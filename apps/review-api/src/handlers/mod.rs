//! HTTP request handlers for the review API
//!
//! Provides handlers for:
//! - Health checks
//! - Reference corpus ingestion
//! - Batch document analysis

use axum::{extract::State, http::StatusCode, Json};
use review_core::{annotate_text, InputDocument};
use serde::{Deserialize, Serialize};
use shared_types::AnalysisReport;
use std::sync::Arc;
use tracing::{error, info};

use crate::state::AppState;

// ============================================================================
// Request/Response types
// ============================================================================

#[derive(Debug, Deserialize)]
pub struct ReferenceRequest {
    pub source: String,
    pub category: Option<String>,
    pub text: String,
}

#[derive(Debug, Serialize)]
pub struct ReferenceResponse {
    pub source: String,
    pub chunks_indexed: usize,
}

#[derive(Debug, Deserialize)]
pub struct AnalyzeRequest {
    pub documents: Vec<InputDocument>,
}

#[derive(Debug, Serialize)]
pub struct AnnotatedDocument {
    pub document: String,
    pub text: String,
}

#[derive(Debug, Serialize)]
pub struct AnalyzeResponse {
    pub report: AnalysisReport,
    pub annotated_documents: Vec<AnnotatedDocument>,
}

#[derive(Debug, Serialize)]
pub struct HealthResponse {
    pub status: String,
    pub reference_passages: usize,
    pub generative: String,
}

// ============================================================================
// Handlers
// ============================================================================

/// Health check endpoint
pub async fn health(
    State(state): State<Arc<AppState>>,
) -> Result<Json<HealthResponse>, (StatusCode, String)> {
    let reference_passages = state.store.passage_count().map_err(|e| {
        error!("Failed to read reference index: {}", e);
        (
            StatusCode::INTERNAL_SERVER_ERROR,
            format!("Reference index unavailable: {}", e),
        )
    })?;

    Ok(Json(HealthResponse {
        status: "ok".to_string(),
        reference_passages,
        generative: if state.generative_enabled {
            "configured".to_string()
        } else {
            "disabled".to_string()
        },
    }))
}

/// Index a reference document into the corpus
pub async fn add_reference(
    State(state): State<Arc<AppState>>,
    Json(request): Json<ReferenceRequest>,
) -> Result<Json<ReferenceResponse>, (StatusCode, String)> {
    if request.text.trim().is_empty() {
        return Err((
            StatusCode::BAD_REQUEST,
            "Reference text must not be empty".to_string(),
        ));
    }

    info!("Indexing reference: source='{}'", request.source);

    let _guard = state.write_guard.lock().await;
    let chunks_indexed = state
        .store
        .add_reference(&request.source, request.category.as_deref(), &request.text)
        .map_err(|e| {
            error!("Failed to index reference '{}': {}", request.source, e);
            (
                StatusCode::INTERNAL_SERVER_ERROR,
                format!("Indexing failed: {}", e),
            )
        })?;

    Ok(Json(ReferenceResponse {
        source: request.source,
        chunks_indexed,
    }))
}

/// Analyze a batch of documents and return the compliance report
pub async fn analyze(
    State(state): State<Arc<AppState>>,
    Json(request): Json<AnalyzeRequest>,
) -> Result<Json<AnalyzeResponse>, (StatusCode, String)> {
    if request.documents.is_empty() {
        return Err((
            StatusCode::BAD_REQUEST,
            "At least one document is required".to_string(),
        ));
    }

    info!("Analyzing batch of {} document(s)", request.documents.len());

    let report = state.pipeline.analyze_documents(&request.documents).await;

    let annotated_documents = request
        .documents
        .iter()
        .zip(report.issues_found.iter())
        .map(|(doc, doc_report)| AnnotatedDocument {
            document: doc.filename.clone(),
            text: annotate_text(&doc.text, &doc_report.issues_found),
        })
        .collect();

    Ok(Json(AnalyzeResponse {
        report,
        annotated_documents,
    }))
}
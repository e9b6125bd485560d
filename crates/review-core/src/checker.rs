//! Per-clause orchestration: heuristics, retrieval, generative findings,
//! and dedup merge

use crate::findings::{FindingsClient, ModelFindings, SkipReason};
use crate::reference::ReferenceIndex;
use clause_engine::ClauseRuleEngine;
use shared_types::Issue;
use std::collections::HashSet;
use tracing::{debug, warn};

/// Passages retrieved per clause
pub const RETRIEVAL_K: usize = 4;

/// Clause checker: combines the heuristic rule engine, the reference
/// index and the generative findings client into one issue list per
/// clause.
///
/// Never fails: retrieval and generative failures degrade to the
/// heuristic findings for that clause.
pub struct ClauseChecker {
    engine: ClauseRuleEngine,
    index: ReferenceIndex,
    findings: FindingsClient,
}

impl ClauseChecker {
    pub fn new(index: ReferenceIndex, findings: FindingsClient) -> Self {
        Self {
            engine: ClauseRuleEngine::new(),
            index,
            findings,
        }
    }

    /// Check one clause and return its merged, deduplicated issue list.
    ///
    /// Heuristic issues come first in rule order; model issues are
    /// appended in model order unless their `issue` text is already
    /// present (exact case-sensitive match, no fuzzy merging).
    pub async fn check(&self, clause_text: &str, paragraph_index: usize) -> Vec<Issue> {
        let mut issues = self.engine.evaluate(clause_text, paragraph_index);

        let retrieval = self.index.retrieve(clause_text, RETRIEVAL_K, None).await;
        if let Some(reason) = &retrieval.degraded {
            warn!(paragraph_index, "retrieval degraded for clause: {reason}");
        }
        let context = retrieval.context_block();

        match self
            .findings
            .analyze_clause(clause_text, paragraph_index, &context)
            .await
        {
            ModelFindings::Found(model_issues) => {
                let mut seen: HashSet<String> =
                    issues.iter().map(|i| i.issue.clone()).collect();
                for issue in model_issues {
                    if seen.insert(issue.issue.clone()) {
                        issues.push(issue);
                    }
                }
            }
            ModelFindings::Skipped(SkipReason::MissingCredential) => {
                debug!(paragraph_index, "generative pass disabled, heuristics only");
            }
            ModelFindings::Skipped(reason) => {
                warn!(paragraph_index, "generative pass skipped: {reason}");
            }
        }

        issues
    }
}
★ ★ ★ ★
# About this task
Beginning with the first line of the entries, repeat each line exactly until you have reproduced the one containing "let reference_passages = state.store.passage_count().map_err(|e|", and add nothing further.

# Response to the task
filename apps/review-api/src/handlers/mod.rs
//! HTTP request handlers for the review API
//!
//! Provides handlers for:
//! - Health checks
//! - Reference corpus ingestion
//! - Batch document analysis

use axum::{extract::State, http::StatusCode, Json};
use review_core::{annotate_text, InputDocument};
use serde::{Deserialize, Serialize};
use shared_types::AnalysisReport;
use std::sync::Arc;
use tracing::{error, info};

use crate::state::AppState;

// ============================================================================
// Request/Response types
// ============================================================================

#[derive(Debug, Deserialize)]
pub struct ReferenceRequest {
    pub source: String,
    pub category: Option<String>,
    pub text: String,
}

#[derive(Debug, Serialize)]
pub struct ReferenceResponse {
    pub source: String,
    pub chunks_indexed: usize,
}

#[derive(Debug, Deserialize)]
pub struct AnalyzeRequest {
    pub documents: Vec<InputDocument>,
}

#[derive(Debug, Serialize)]
pub struct AnnotatedDocument {
    pub document: String,
    pub text: String,
}

#[derive(Debug, Serialize)]
pub struct AnalyzeResponse {
    pub report: AnalysisReport,
    pub annotated_documents: Vec<AnnotatedDocument>,
}

#[derive(Debug, Serialize)]
pub struct HealthResponse {
    pub status: String,
    pub reference_passages: usize,
    pub generative: String,
}

// ============================================================================
// Handlers
// ============================================================================

/// Health check endpoint
pub async fn health(
    State(state): State<Arc<AppState>>,
) -> Result<Json<HealthResponse>, (StatusCode, String)> {
    let reference_passages = state.store.passage_count().map_err(|e| {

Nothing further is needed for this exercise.